Here is a question that I've been puzzling over recently, what is the most space efficient journaled filesystem?  On smaller filesystems, the space sacrifice for a filesystem journal is not that significant, but when you get start dealing with big partitions, it really adds up.  So below you'll see I've done some tests using a 1.5 gig partition, the latest versions of all related filesytem utilities as well as df and fdisk.  From the looks of it, it seems that JFS and XFS have a leg up on ReiserFS, (look at the joural sizes).  I'm not saying this is definitive proof of anything though, in fact I expect that some of these disparities probably arise from the different approaches all the filesystems take, so feel free to bash my meathods  :Wink:  .  I'd like people to try to explain these differences on an empty partition, as well as offer some useful figures on actual effeciency on a full partition (quantative evidence would be nice).  I'm also a little confused as to why the available space according to df on the ext filesystems seems to be so low, it looks to me like some kind of measurement error in df.  :Confused: 

```
#############################################

Filesystem      Space Efficiency

                (df size / fdisk size)

ext2            0.961189

ext3            0.961189

XFS             0.969739

JFS             0.972310

ReiserFS 3.6    0.976482

#############################################

Filesystem      Journal Size

                (df Used on empty partition)

ext2            N/A (20 kb used in case anybody is interested though)

ext3            32828 Kb

XFS             144 Kb

JFS             312 Kb

ReiserFS 3.6    32840 Kb

#############################################

Filesystem      Journal Size

                (indexed against ext2)

ext2            1

ext3            1641.4

XFS             7.2

JFS             15.6

ReiserFS 3.6    1642

#############################################

Filesystem      Journal Efficiency

                (df available / df size)

ext2            N/A

ext3            0.977310

XFS             0.999901

JFS             0.999787

ReiserFS 3.6    0.977657

#############################################

Filesystem      Overall Efficiency

                (df available / fdisk size)

ext2            0.912347

ext3            0.890551

XFS             0.969643

JFS             0.972101

ReiserFS 3.6    0.954669
```

----------

## codergeek42

 *Sith_Happens wrote:*   

>  I'm also a little confused as to why the available space according to df on the ext filesystems seems to be so low, it looks to me like some kind of measurement error in df.  

 By default, Ext2 and Ext3 reserve something like 5% of the available filesystem blocks for the superuser (root).
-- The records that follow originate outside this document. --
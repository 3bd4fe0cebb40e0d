//! CLI runner - executes commands

use crate::cli::commands::{Cli, Commands, OutputFormat, PolicyArg};
use crate::config::{Config, SourceDescriptor};
use crate::engine::{RunConfig, RunEngine, RunReport};
use crate::error::Result;
use crate::output::{resolve, CloudStore, DatePrefix, UploadCommitter};
use crate::source::{connect_source, CheckResult};
use chrono::{DateTime, Utc};
use serde_json::{json, Value};
use tracing::info;

/// CLI runner
pub struct Runner {
    cli: Cli,
}

impl Runner {
    /// Create a new runner
    pub fn new(cli: Cli) -> Self {
        Self { cli }
    }

    /// Run the CLI command
    pub async fn run(&self) -> Result<()> {
        match &self.cli.command {
            Commands::Integrate {
                source,
                start,
                end,
                dry_run,
                policy,
                no_verify,
            } => {
                self.integrate(source, *start, *end, *dry_run, *policy, *no_verify)
                    .await
            }
            Commands::Check { source } => self.check(source).await,
            Commands::Sources => self.sources(),
        }
    }

    /// Load the configuration file
    fn load_config(&self) -> Result<Config> {
        Config::from_file(&self.cli.config)
    }

    /// Extract one source and upload its batches
    async fn integrate(
        &self,
        source_name: &str,
        start: Option<DateTime<Utc>>,
        end: Option<DateTime<Utc>>,
        dry_run: bool,
        policy: PolicyArg,
        no_verify: bool,
    ) -> Result<()> {
        let config = self.load_config()?;
        let descriptor = config.source(source_name)?;
        let window_start = start.unwrap_or(descriptor.start_time);
        let window_end = end.unwrap_or(descriptor.end_time);

        descriptor.validate_window(window_start, window_end)?;

        if dry_run {
            self.plan(&config, descriptor, window_start, window_end);
            return Ok(());
        }

        let storage = CloudStore::from_config(&config.storage)?;
        let mut source = connect_source(descriptor).await?;

        let mut engine = RunEngine::from_config(&config, &storage).with_config(
            RunConfig::new()
                .with_policy(policy.into())
                .with_verify_uploads(!no_verify)
                .with_validate_storage(true),
        );
        let result = engine.run(source.as_mut(), window_start, window_end).await;

        self.output_message(&report_message(engine.report()));
        result.map(|_| ())
    }

    /// Print the remote paths a run would write, without connecting
    fn plan(
        &self,
        config: &Config,
        descriptor: &SourceDescriptor,
        window_start: DateTime<Utc>,
        window_end: DateTime<Utc>,
    ) {
        let date_prefix = DatePrefix::now();
        let paths: Vec<String> = descriptor
            .object_labels()
            .iter()
            .map(|object| {
                format!(
                    "{}/{}",
                    config.storage.bucket_name,
                    resolve(&config.client, &descriptor.name, date_prefix.as_str(), object)
                )
            })
            .collect();

        info!(source = %descriptor.name, objects = paths.len(), "dry run");
        self.output_message(&json!({
            "type": "PLAN",
            "plan": {
                "source": descriptor.name,
                "window_start": window_start.to_rfc3339(),
                "window_end": window_end.to_rfc3339(),
                "batch_size": descriptor.batch_size,
                "paths": paths
            }
        }));
    }

    /// Check the upstream connection and storage access
    async fn check(&self, source_name: &str) -> Result<()> {
        let config = self.load_config()?;
        let descriptor = config.source(source_name)?;

        self.output_message(&json!({
            "type": "LOG",
            "log": {
                "level": "INFO",
                "message": format!("Checking connection to {}", descriptor.name)
            }
        }));

        let source_check = match connect_source(descriptor).await {
            Ok(source) => {
                info!(objects = ?source.objects(), "source reachable");
                CheckResult::success()
            }
            Err(e) => CheckResult::failure(e.to_string()),
        };

        let storage_check = match CloudStore::from_config(&config.storage) {
            Ok(storage) => match UploadCommitter::new(&storage, config.client.as_str())
                .validate_access()
                .await
            {
                Ok(()) => CheckResult::success(),
                Err(e) => CheckResult::failure(e.to_string()),
            },
            Err(e) => CheckResult::failure(e.to_string()),
        };

        let succeeded = source_check.success && storage_check.success;
        self.output_message(&json!({
            "type": "CONNECTION_STATUS",
            "connectionStatus": {
                "status": if succeeded { "SUCCEEDED" } else { "FAILED" },
                "source": source_check,
                "storage": storage_check
            }
        }));

        Ok(())
    }

    /// List configured sources
    fn sources(&self) -> Result<()> {
        let config = self.load_config()?;

        let sources: Vec<Value> = config
            .sources
            .iter()
            .map(|source| {
                json!({
                    "name": source.name,
                    "type": source.source_type,
                    "start_time": source.start_time.to_rfc3339(),
                    "end_time": source.end_time.to_rfc3339(),
                    "cadence": source.cadence,
                    "batch_size": source.batch_size,
                    "objects": source.object_labels()
                })
            })
            .collect();

        self.output_message(&json!({
            "type": "SOURCES",
            "client": config.client,
            "sources": sources
        }));

        Ok(())
    }

    /// Output a message to stdout
    fn output_message(&self, msg: &Value) {
        match self.cli.format {
            OutputFormat::Json => {
                println!("{}", serde_json::to_string(msg).unwrap_or_default());
            }
            OutputFormat::Pretty => {
                println!("{}", serde_json::to_string_pretty(msg).unwrap_or_default());
            }
        }
    }
}

/// Run report as an output message
fn report_message(report: &RunReport) -> Value {
    let phases: Vec<String> = report.phases.iter().map(ToString::to_string).collect();
    let mut destinations: Vec<String> = report
        .destinations
        .iter()
        .map(ToString::to_string)
        .collect();
    destinations.dedup();

    json!({
        "type": "RUN_REPORT",
        "report": {
            "source": report.source,
            "succeeded": report.succeeded(),
            "phases": phases,
            "artifacts_staged": report.artifacts_staged,
            "rows_staged": report.rows_staged,
            "artifacts_committed": report.artifacts_committed,
            "artifacts_removed": report.artifacts_removed,
            "destinations": destinations,
            "duration_ms": report.duration_ms
        }
    })
}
You can change this with tune2fs though:

```
# /sbin/tune2fs -r ${HOW_MANY_BLOCKS_TO_RESERVE} /dev/${PARTITION}
```

Or alternatively

```
# /sbin/tune2fs -m ${RESERVED_BLOCKS_PERCENTAGE} /dev/${PARTITION}
```

Hope that helps..

----------

## GungHo

well, the question is, wether the size of the journal is statically fixed, bound to an initial size of the generation of the new filesystem (mkfs), or could dynamically be shrinken or grown. And how much info is saved in the journal, related to the size of the filesystem

I do not know which one of the available filesystems does this. And wether the journal is inside the filesystem or in an extra partition, as do some commercial Unixes ..

Maybe you find some answers in 

http://linuxgazette.com/issue55/florido.html or

http://www.linuxgazette.com/issue68/dellomodarme.html or

http://bulma.net/impresion.phtml?nIdNoticia=1154 or

http://bulma.net/impresion.phtml?nIdNoticia=642

or in some URL's, which are listed there

Hth

----------